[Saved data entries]
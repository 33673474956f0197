//! Per-task-list queues of pending task tokens.
//!
//! A queue only ever holds tokens of SCHEDULED tasks. The entry is removed by
//! whoever moves the task out of SCHEDULED, while holding that task's
//! execution lock, so a token can be claimed at most once.

use std::collections::{HashMap, VecDeque};

use parking_lot::Mutex;
use tokio::sync::futures::Notified;
use tokio::sync::Notify;

use crate::domain::ExecutionKey;

/// A queued task: its token and the execution owning it.
#[derive(Debug, Clone, PartialEq, Eq)]
pub struct PendingTask {
    pub task_token: String,
    pub execution: ExecutionKey,
}

/// FIFO queues keyed by task list name, with a wake-up for long pollers.
#[derive(Debug, Default)]
pub struct TaskQueues {
    lists: Mutex<HashMap<String, VecDeque<PendingTask>>>,
    notify: Notify,
}

impl TaskQueues {
    #[must_use]
    pub fn new() -> Self {
        Self::default()
    }

    /// Append a task and wake every poller waiting on this set of queues.
    pub fn enqueue(&self, task_list: &str, task: PendingTask) {
        tracing::debug!(task_list, task_token = %task.task_token, "Enqueued task");
        self.lists
            .lock()
            .entry(task_list.to_string())
            .or_default()
            .push_back(task);
        self.notify.notify_waiters();
    }

    /// Oldest pending task of a list, left in place.
    pub fn peek(&self, task_list: &str) -> Option<PendingTask> {
        self.lists
            .lock()
            .get(task_list)
            .and_then(|queue| queue.front().cloned())
    }

    /// Drop a token from a list. Returns whether it was queued.
    pub fn remove(&self, task_list: &str, task_token: &str) -> bool {
        let mut lists = self.lists.lock();
        let Some(queue) = lists.get_mut(task_list) else {
            return false;
        };
        let before = queue.len();
        queue.retain(|task| task.task_token != task_token);
        let removed = queue.len() != before;
        if queue.is_empty() {
            lists.remove(task_list);
        }
        removed
    }

    pub fn contains(&self, task_list: &str, task_token: &str) -> bool {
        self.lists
            .lock()
            .get(task_list)
            .is_some_and(|queue| queue.iter().any(|task| task.task_token == task_token))
    }

    pub fn pending_count(&self, task_list: &str) -> usize {
        self.lists.lock().get(task_list).map_or(0, VecDeque::len)
    }

    /// Names of lists that currently hold at least one task.
    pub fn task_lists(&self) -> Vec<String> {
        let mut names: Vec<_> = self.lists.lock().keys().cloned().collect();
        names.sort();
        names
    }

    /// Future resolved by the next [`enqueue`](Self::enqueue).
    ///
    /// Create (and enable) it before checking the queues so an enqueue that
    /// lands in between is not missed.
    pub fn notified(&self) -> Notified<'_> {
        self.notify.notified()
    }
}
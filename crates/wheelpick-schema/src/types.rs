//! Package identity newtypes.

use serde::{Deserialize, Serialize};
use std::borrow::Borrow;

/// A normalized package name.
///
/// Normalization follows the package index convention: lowercase, with every
/// run of `-`, `_` and `.` collapsed to a single `-`. `Cffi`, `cffi` and
/// `CFFI` are the same package; so are `zope.interface` and `zope-interface`.
#[derive(Debug, Clone, PartialEq, Eq, Hash, PartialOrd, Ord, Serialize, Deserialize)]
#[serde(from = "String")]
pub struct PackageName(String);

impl PackageName {
    /// Create a new package name, normalizing the input.
    pub fn new(name: &str) -> Self {
        let mut normalized = String::with_capacity(name.len());
        let mut in_separator = false;
        for c in name.trim().chars() {
            if matches!(c, '-' | '_' | '.') {
                if !in_separator {
                    normalized.push('-');
                }
                in_separator = true;
            } else {
                normalized.extend(c.to_lowercase());
                in_separator = false;
            }
        }
        Self(normalized)
    }

    /// Return the normalized name as a string slice.
    pub fn as_str(&self) -> &str {
        &self.0
    }
}

impl std::fmt::Display for PackageName {
    fn fmt(&self, f: &mut std::fmt::Formatter<'_>) -> std::fmt::Result {
        write!(f, "{}", self.0)
    }
}

impl std::ops::Deref for PackageName {
    type Target = str;

    fn deref(&self) -> &Self::Target {
        &self.0
    }
}

impl AsRef<str> for PackageName {
    fn as_ref(&self) -> &str {
        &self.0
    }
}

impl PartialEq<str> for PackageName {
    fn eq(&self, other: &str) -> bool {
        *self == Self::new(other)
    }
}

impl PartialEq<&str> for PackageName {
    fn eq(&self, other: &&str) -> bool {
        *self == Self::new(other)
    }
}

impl Borrow<str> for PackageName {
    fn borrow(&self) -> &str {
        &self.0
    }
}

impl From<&str> for PackageName {
    fn from(s: &str) -> Self {
        Self::new(s)
    }
}

impl From<String> for PackageName {
    fn from(s: String) -> Self {
        Self::new(&s)
    }
}

/// A package version exactly as pinned in the lockfile.
///
/// Versions are never compared here; they only identify a release when
/// asking the package index for its files.
#[derive(Debug, Clone, PartialEq, Eq, Hash, Serialize, Deserialize)]
#[serde(transparent)]
pub struct Version(String);

impl Version {
    /// Create a new version from the given string (stored as-is).
    pub fn new(v: &str) -> Self {
        Self(v.to_string())
    }

    /// Return the version string as a string slice.
    pub fn as_str(&self) -> &str {
        &self.0
    }
}

impl std::fmt::Display for Version {
    fn fmt(&self, f: &mut std::fmt::Formatter<'_>) -> std::fmt::Result {
        write!(f, "{}", self.0)
    }
}

impl std::ops::Deref for Version {
    type Target = str;

    fn deref(&self) -> &Self::Target {
        &self.0
    }
}

impl AsRef<str> for Version {
    fn as_ref(&self) -> &str {
        &self.0
    }
}

impl From<&str> for Version {
    fn from(s: &str) -> Self {
        Self::new(s)
    }
}

impl From<String> for Version {
    fn from(s: String) -> Self {
        Self(s)
    }
}

impl PartialEq<&str> for Version {
    fn eq(&self, other: &&str) -> bool {
        self.0 == *other
    }
}
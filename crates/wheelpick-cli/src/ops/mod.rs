//! Operations behind the command line: profile construction, the run
//! context and the resolve/verify/download flow.

pub mod context;
pub mod flow;
pub mod resolve;

pub use context::{Context, RunOptions};
pub use flow::run;
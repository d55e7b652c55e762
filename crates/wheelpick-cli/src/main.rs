//! wheelpick CLI

use clap::Parser;
use crossterm::style::Stylize;
use std::process::ExitCode;
use tracing_subscriber::EnvFilter;

use wheelpick_cli::{Cli, ops};

#[tokio::main]
async fn main() -> ExitCode {
    // Initialize logging
    tracing_subscriber::fmt()
        .with_env_filter(EnvFilter::from_default_env())
        .with_writer(std::io::stderr)
        .init();

    let cli = Cli::parse();
    match ops::run(&cli).await {
        Ok(()) => ExitCode::SUCCESS,
        Err(err) => {
            let message = format!("✘ {err:#}");
            if cli.no_color {
                eprintln!("{message}");
            } else {
                eprintln!("{}", message.red());
            }
            ExitCode::FAILURE
        }
    }
}
//! wheelpick - download the right Python wheels for a lockfile
#![allow(missing_docs)]
#![allow(clippy::missing_errors_doc)]
#![allow(clippy::doc_markdown)]
#![allow(clippy::missing_panics_doc)]
//!
//! Reads a Poetry or PDM lockfile, picks for every package the artifact that
//! best fits a target interpreter and platform, checks it against the package
//! index and downloads it.
//!
//! # Flow
//!
//! ```text
//! lockfile ──▶ PackageRecord ──resolve──▶ ResolvedPackage
//!                                              │ verify (index lookup)
//!                                              ▼
//!                          PackageReport ──download──▶ {target}/{filename}
//! ```
//!
//! Resolution is pure and per package; only verification and download touch
//! the network, and they run concurrently with output kept in lockfile order.

pub mod ops;
pub mod ui;

use clap::Parser;
use std::path::PathBuf;
use wheelpick_core::repo::DEFAULT_INDEX_URL;
use wheelpick_schema::Implementation;

#[derive(Debug, Parser)]
#[command(name = "wheelpick")]
#[command(
    author,
    version,
    about = "wheelpick - download the Python wheels a lockfile needs for a target platform"
)]
pub struct Cli {
    /// Lockfile to read (default: poetry.lock or pdm.lock in the current directory)
    #[arg(short, long, value_name = "PATH")]
    pub sourcefile: Option<PathBuf>,

    /// Directory the artifacts are downloaded to
    #[arg(short, long, value_name = "DIR", default_value = "./wheels")]
    pub target: PathBuf,

    /// Additional dependency group to include (repeatable)
    #[arg(short, long = "group", value_name = "NAME")]
    pub groups: Vec<String>,

    /// Target python version, X.Y or X.Y.Z (default: the local python3)
    #[arg(short, long, value_name = "VERSION")]
    pub python_version: Option<String>,

    /// Target platform tag, e.g. manylinux_2_17_x86_64 or win_amd64 (default: this host)
    #[arg(long, value_name = "TAG")]
    pub platform: Option<String>,

    /// Target python implementation: cp, pp, ip or jy
    #[arg(long, value_name = "CODE", default_value = "cp")]
    pub python_implementation: Implementation,

    /// Record per-package failures and keep going
    #[arg(long)]
    pub ignore_missing: bool,

    /// Report hash mismatches instead of failing on them
    #[arg(long)]
    pub ignore_hash: bool,

    /// Only download source archives
    #[arg(long)]
    pub no_binary: bool,

    /// Resolve and verify without downloading anything
    #[arg(long = "dryrun", alias = "dry-run")]
    pub dry_run: bool,

    /// Disable colored output
    #[arg(long)]
    pub no_color: bool,

    /// Base URL of the default package index
    #[arg(long, env = "WHEELPICK_INDEX_URL", value_name = "URL", default_value = DEFAULT_INDEX_URL)]
    pub index_url: String,

    /// Concurrent metadata lookups and downloads
    #[arg(short, long, value_name = "N", default_value_t = 4, value_parser = clap::value_parser!(u16).range(1..))]
    pub jobs: u16,
}
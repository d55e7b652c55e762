//! Metadata verification, the second phase of a package's lifecycle.
//!
//! Resolution ([`ResolvedPackage`]) never changes once built. Matching its
//! candidates against the files the index publishes yields a separate
//! [`Verification`]; the two are combined into a [`PackageReport`] for
//! downloading and display.

use std::path::Path;

use tracing::debug;

use crate::io::FetchError;
use crate::io::index::{IndexClient, ReleaseFile};
use crate::package::{Diagnostic, ResolutionStatus, ResolvedPackage};
use crate::repo::RepositoryRegistry;
use crate::resolver::CandidateFile;

/// Caller policy for verification.
#[derive(Debug, Clone, Copy, Default, PartialEq, Eq)]
pub struct VerifyOptions {
    /// Record hash mismatches as diagnostics instead of failing.
    pub ignore_hash: bool,
    /// Only consider source archives.
    pub no_binary: bool,
}

/// The candidate chosen for download and where to get it.
#[derive(Debug, Clone, PartialEq, Eq)]
pub struct LocatedArtifact {
    /// Position in [`ResolvedPackage::candidates`].
    pub index: usize,
    /// Download URL reported by the index.
    pub url: String,
}

/// Outcome of matching a package against its index metadata.
#[derive(Debug, Clone, Default, PartialEq, Eq)]
pub struct Verification {
    located: Option<LocatedArtifact>,
    diagnostics: Vec<Diagnostic>,
    fatal: bool,
}

impl Verification {
    /// A verification that failed outright.
    pub fn failed(error: &FetchError) -> Self {
        let mut verification = Self::default();
        verification.absorb(error);
        verification
    }

    /// The located artifact, if any.
    pub fn located(&self) -> Option<&LocatedArtifact> {
        self.located.as_ref()
    }

    /// Diagnostics raised during verification and download.
    pub fn diagnostics(&self) -> &[Diagnostic] {
        &self.diagnostics
    }

    /// Whether a failure was recorded for this package.
    pub fn is_fatal(&self) -> bool {
        self.fatal
    }

    /// Record an error as a warning without failing the package.
    pub fn note(&mut self, error: &FetchError) {
        self.diagnostics.push(error.to_diagnostic());
    }

    /// Record an error the run continues past. Marks the package fatal.
    pub fn absorb(&mut self, error: &FetchError) {
        self.diagnostics.push(error.to_diagnostic());
        self.fatal = true;
    }
}

/// Match the index's release files against a package's candidates.
///
/// A candidate gets a URL when the index lists its filename with the same
/// digest for the declared algorithm. The located artifact is the first
/// candidate, in rank order, that got one. With `no_binary`, wheels on the
/// index are ignored.
///
/// # Errors
///
/// Returns [`FetchError::HashMismatch`] for a digest mismatch unless
/// `ignore_hash` is set. Then the mismatch is kept as a diagnostic and the
/// candidate gets no URL, so the next matching candidate is located.
pub fn match_release_files(
    package: &ResolvedPackage,
    files: &[ReleaseFile],
    options: VerifyOptions,
) -> Result<Verification, FetchError> {
    let candidates = package.candidates();
    let mut urls: Vec<Option<&str>> = vec![None; candidates.len()];
    let mut diagnostics = Vec::new();

    for file in files {
        if options.no_binary && is_wheel_filename(&file.filename) {
            continue;
        }
        let Some(index) = candidates.iter().position(|c| c.filename == file.filename) else {
            continue;
        };
        let candidate = &candidates[index];
        let algorithm = candidate.hash.algorithm();
        match file.digests.get(algorithm) {
            Some(digest) if candidate.hash.matches_digest(digest) => {}
            reported => {
                let error = FetchError::HashMismatch {
                    filename: candidate.filename.clone(),
                    expected: candidate.hash.clone(),
                    actual: format!("{algorithm}:{}", reported.map_or("<none>", String::as_str)),
                };
                if !options.ignore_hash {
                    return Err(error);
                }
                diagnostics.push(error.to_diagnostic());
                continue;
            }
        }
        urls[index] = Some(&file.url);
    }

    let located = urls
        .into_iter()
        .enumerate()
        .find_map(|(index, url)| url.map(|url| LocatedArtifact {
            index,
            url: url.to_string(),
        }));
    if let Some(located) = &located {
        debug!("{}: located {}", package.name(), candidates[located.index].filename);
    }

    Ok(Verification {
        located,
        diagnostics,
        fatal: false,
    })
}

/// Look up a package on its repository and match the result.
///
/// Packages without candidates are not looked up.
///
/// # Errors
///
/// Returns [`FetchError::UnknownRepository`] for an unregistered repository,
/// any error of the index client, or a hash mismatch per
/// [`match_release_files`].
pub async fn verify(
    index: &dyn IndexClient,
    registry: &RepositoryRegistry,
    package: &ResolvedPackage,
    options: VerifyOptions,
) -> Result<Verification, FetchError> {
    if package.candidates().is_empty() {
        return Ok(Verification::default());
    }
    let repo = registry
        .get(package.repository())
        .ok_or_else(|| FetchError::UnknownRepository {
            package: package.name().to_string(),
            repository: package.repository().to_string(),
        })?;
    let files = index
        .release_files(repo, package.name(), package.version())
        .await?;
    match_release_files(package, &files, options)
}

fn is_wheel_filename(filename: &str) -> bool {
    Path::new(filename)
        .extension()
        .is_some_and(|ext| ext.eq_ignore_ascii_case("whl"))
}

/// A resolved package together with its verification.
#[derive(Debug, Clone)]
pub struct PackageReport {
    package: ResolvedPackage,
    verification: Verification,
}

impl PackageReport {
    /// Pair a resolution with its verification.
    pub fn new(package: ResolvedPackage, verification: Verification) -> Self {
        Self {
            package,
            verification,
        }
    }

    /// The resolution result.
    pub fn package(&self) -> &ResolvedPackage {
        &self.package
    }

    /// The verification result.
    pub fn verification(&self) -> &Verification {
        &self.verification
    }

    /// Mutable verification, for recording failures after the fact.
    pub fn verification_mut(&mut self) -> &mut Verification {
        &mut self.verification
    }

    /// The located candidate and its URL.
    pub fn located(&self) -> Option<(&CandidateFile, &str)> {
        let located = self.verification.located()?;
        let candidate = self.package.candidates().get(located.index)?;
        Some((candidate, located.url.as_str()))
    }

    /// Filename of the located candidate, empty when nothing was located.
    pub fn filename(&self) -> &str {
        self.located().map_or("", |(c, _)| c.filename.as_str())
    }

    /// Whether the located candidate is a wheel.
    pub fn is_wheel(&self) -> bool {
        self.located().is_some_and(|(c, _)| c.is_wheel())
    }

    /// Install status of the located candidate. A failed package, or one
    /// with nothing located, is [`ResolutionStatus::Unresolved`].
    pub fn status(&self) -> ResolutionStatus {
        match self.located() {
            _ if self.is_fatal() => ResolutionStatus::Unresolved,
            Some((c, _)) if c.is_wheel() => ResolutionStatus::Binary,
            Some(_) => ResolutionStatus::SourceBuild,
            None => ResolutionStatus::Unresolved,
        }
    }

    /// Resolution diagnostics followed by verification diagnostics.
    pub fn diagnostics(&self) -> impl Iterator<Item = &Diagnostic> {
        self.package
            .diagnostics()
            .iter()
            .chain(self.verification.diagnostics())
    }

    /// Whether a failure was recorded.
    pub fn is_fatal(&self) -> bool {
        self.verification.is_fatal()
    }
}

EXERCISE DIRECTIONS:
Gather all lines from the records above in which "Returns" appears.

TASK OUTPUT:
    /// Drop a token from a list. Returns whether it was queued.
/// Returns [`FetchError::HashMismatch`] for a digest mismatch unless
/// Returns [`FetchError::UnknownRepository`] for an unregistered repository,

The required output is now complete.